Think of $D$ as being some data given in the problem and $\theta$ as the parameter to be estimated from the data. In this example, $\theta$ is variable because we do not know the value of the parameter to be estimated, but the data $D$ is fixed. $p(D)$ gives the relative likelihood of observing the fixed data $D$ that we observe, which is constant when $D$ is constant and does not depend in any way on the possible parameter values $\theta$.

Addendum: A visualization would certainly help. Let's formulate a simple model: suppose that our prior distribution is a normal distribution with mean 0 and variance 1, i.e. $p(\theta) = N(0, 1)(\theta)$. And let's suppose that we're going to observe one data point $D$, where $D$ is drawn from a normal distribution with mean $\theta$ and variance 1, i.e. $p(D | \theta) = N(\theta, 1)(D)$. Plotted below is un-normalized posterior distribution $p(D | \theta) p(\theta)$, which is proportional to the normalized posterior $p(\theta | D) = \frac{p(D | \theta) p(\theta)}{p(D)}$.

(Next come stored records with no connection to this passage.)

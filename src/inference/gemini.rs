//! Gemini `generateContent` adapter.
//!
//! Sends the sketch as an inline PNG part plus a text instruction, with a
//! JSON response schema so the model answers with exactly
//! `{guess, reasoning, confidence}`.
//!
//! # Examples
//!
//! ```rust,no_run
//! use sketchguess::inference::classifier::Classifier;
//! use sketchguess::inference::gemini::{GeminiClassifier, GeminiConfig};
//! use sketchguess::locale::Language;
//!
//! # async fn example() -> Result<(), sketchguess::inference::error::InferenceError> {
//! let classifier = GeminiClassifier::new(GeminiConfig::new(Some("key".into()), "gemini-3-flash-preview"));
//! let prediction = classifier.classify("iVBORw0KGgo...", Language::En).await?;
//! println!("{} ({}%)", prediction.guess, prediction.confidence);
//! # Ok(())
//! # }
//! ```

use async_trait::async_trait;
use serde::Deserialize;

use super::classifier::Classifier;
use super::error::InferenceError;
use super::prompt;
use super::types::Prediction;
use crate::config::InferenceConfig;
use crate::locale::Language;

/// MIME type of every frame sent.
const IMAGE_MIME_TYPE: &str = "image/png";

// ── Configuration ─────────────────────────────────────────────

/// Configuration for the Gemini adapter.
#[derive(Clone)]
pub struct GeminiConfig {
    /// API key. `None` makes every call fail with an auth error.
    pub api_key: Option<String>,
    /// Base URL (defaults to `https://generativelanguage.googleapis.com`).
    pub base_url: String,
    /// The model to use.
    pub model: String,
}

impl std::fmt::Debug for GeminiConfig {
    fn fmt(&self, f: &mut std::fmt::Formatter<'_>) -> std::fmt::Result {
        f.debug_struct("GeminiConfig")
            .field("api_key", &self.api_key.as_ref().map(|_| "<redacted>"))
            .field("base_url", &self.base_url)
            .field("model", &self.model)
            .finish()
    }
}

impl GeminiConfig {
    /// Create a config with the given key and model against the public endpoint.
    pub fn new(api_key: Option<String>, model: impl Into<String>) -> Self {
        Self {
            api_key,
            base_url: InferenceConfig::default().base_url,
            model: model.into(),
        }
    }

    /// Build from the `[inference]` config section, resolving the key from
    /// the environment when the section has none.
    pub fn from_inference_config(config: &InferenceConfig) -> Self {
        let api_key = config.resolve_api_key();
        if api_key.is_none() {
            tracing::warn!(
                "no inference API key configured; every analysis will return the fallback prediction"
            );
        }
        Self {
            api_key,
            base_url: config.base_url.clone(),
            model: config.model.clone(),
        }
    }

    /// Set a custom base URL.
    pub fn with_base_url(mut self, url: impl Into<String>) -> Self {
        self.base_url = url.into();
        self
    }

    /// Full `generateContent` endpoint URL.
    pub fn endpoint(&self) -> String {
        format!(
            "{}/v1beta/models/{}:generateContent",
            self.base_url.trim_end_matches('/'),
            self.model
        )
    }
}

// ── Request Builder ───────────────────────────────────────────

/// Build the JSON request body for one sketch.
pub fn build_request(image_base64: &str, language: Language) -> serde_json::Value {
    serde_json::json!({
        "contents": [{
            "parts": [
                {
                    "inlineData": {
                        "mimeType": IMAGE_MIME_TYPE,
                        "data": image_base64,
                    }
                },
                { "text": prompt::instruction(language) },
            ]
        }],
        "generationConfig": {
            "responseMimeType": "application/json",
            "responseSchema": prompt::response_schema(language),
        },
    })
}

// ── Response Parsing ──────────────────────────────────────────

#[derive(Debug, Deserialize)]
struct GenerateContentResponse {
    #[serde(default)]
    candidates: Vec<Candidate>,
}

#[derive(Debug, Deserialize)]
struct Candidate {
    content: Option<CandidateContent>,
}

#[derive(Debug, Deserialize)]
struct CandidateContent {
    #[serde(default)]
    parts: Vec<Part>,
}

#[derive(Debug, Deserialize)]
struct Part {
    text: Option<String>,
}

/// Concatenate the text parts of the first candidate.
///
/// Returns `None` when there is no candidate or no non-empty text.
fn response_text(response: &GenerateContentResponse) -> Option<String> {
    let content = response.candidates.first()?.content.as_ref()?;
    let text: String = content
        .parts
        .iter()
        .filter_map(|p| p.text.as_deref())
        .collect();
    if text.trim().is_empty() {
        None
    } else {
        Some(text)
    }
}

/// Parse a raw `generateContent` response body into a prediction.
pub fn parse_response(body: &str) -> Result<Prediction, InferenceError> {
    let response: GenerateContentResponse = serde_json::from_str(body).map_err(|e| {
        InferenceError::MalformedResponse(format!("invalid generateContent body: {e}"))
    })?;
    let text = response_text(&response)
        .ok_or_else(|| InferenceError::EmptyResponse("no response text".into()))?;
    let prediction: Prediction = serde_json::from_str(text.trim()).map_err(|e| {
        InferenceError::MalformedResponse(format!("response text is not a prediction: {e}"))
    })?;
    Ok(prediction.normalized())
}

/// Extract an error message from a Gemini error response body.
fn extract_error_message(body: &str) -> String {
    serde_json::from_str::<serde_json::Value>(body)
        .ok()
        .and_then(|v| {
            v.get("error")
                .and_then(|e| e.get("message"))
                .and_then(|m| m.as_str())
                .map(String::from)
        })
        .unwrap_or_else(|| body.to_string())
}

// ── Adapter Implementation ────────────────────────────────────

/// Gemini classifier adapter.
pub struct GeminiClassifier {
    config: GeminiConfig,
    client: reqwest::Client,
}

impl std::fmt::Debug for GeminiClassifier {
    fn fmt(&self, f: &mut std::fmt::Formatter<'_>) -> std::fmt::Result {
        f.debug_struct("GeminiClassifier")
            .field("model", &self.config.model)
            .field("base_url", &self.config.base_url)
            .finish()
    }
}

impl GeminiClassifier {
    /// Create a new adapter with the given configuration.
    pub fn new(config: GeminiConfig) -> Self {
        let client = reqwest::Client::new();
        Self { config, client }
    }

    /// Map an HTTP error status to the appropriate InferenceError.
    fn map_http_error(status: reqwest::StatusCode, body: &str) -> InferenceError {
        let message = extract_error_message(body);
        match status.as_u16() {
            401 | 403 => InferenceError::AuthError(format!("Gemini authentication failed: {message}")),
            429 => InferenceError::RequestError(format!("Gemini rate limited: {message}")),
            _ => InferenceError::ProviderError(format!(
                "Gemini HTTP {}: {message}",
                status.as_u16()
            )),
        }
    }
}

#[async_trait]
impl Classifier for GeminiClassifier {
    fn name(&self) -> &str {
        "gemini"
    }

    async fn classify(
        &self,
        image_base64: &str,
        language: Language,
    ) -> Result<Prediction, InferenceError> {
        let api_key = self
            .config
            .api_key
            .as_deref()
            .ok_or_else(|| InferenceError::AuthError("missing API key".into()))?;

        let url = self.config.endpoint();
        let body = build_request(image_base64, language);
        tracing::debug!(
            model = %self.config.model,
            language = language.code(),
            payload_len = image_base64.len(),
            "sending generateContent request"
        );

        let response = self
            .client
            .post(&url)
            .header("x-goog-api-key", api_key)
            .header("Content-Type", "application/json")
            .json(&body)
            .send()
            .await
            .map_err(|e| InferenceError::RequestError(format!("Gemini request failed: {e}")))?;

        let status = response.status();
        if !status.is_success() {
            let body_text = response.text().await.unwrap_or_default();
            return Err(Self::map_http_error(status, &body_text));
        }

        let body_text = response.text().await.map_err(|e| {
            InferenceError::RequestError(format!("failed to read Gemini response body: {e}"))
        })?;
        parse_response(&body_text)
    }
}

For any particular value of $D$, look at the slice of this graph (I've shown two in red and blue). Here $p(D) = \int p(D | \theta) p(\theta) d\theta$ can be visualized as the area under each slice, which I've also plotted off to the side in green. Since the blue slice has a larger area than the red slice, it has a higher $p(D)$. But you can clearly see that these can't currently be proper distributions if they have different areas under them, since that area can't be 1 for both of them. This is why each slice needs to be normalized by dividing by its value of $p(D)$ to make it a proper distribution.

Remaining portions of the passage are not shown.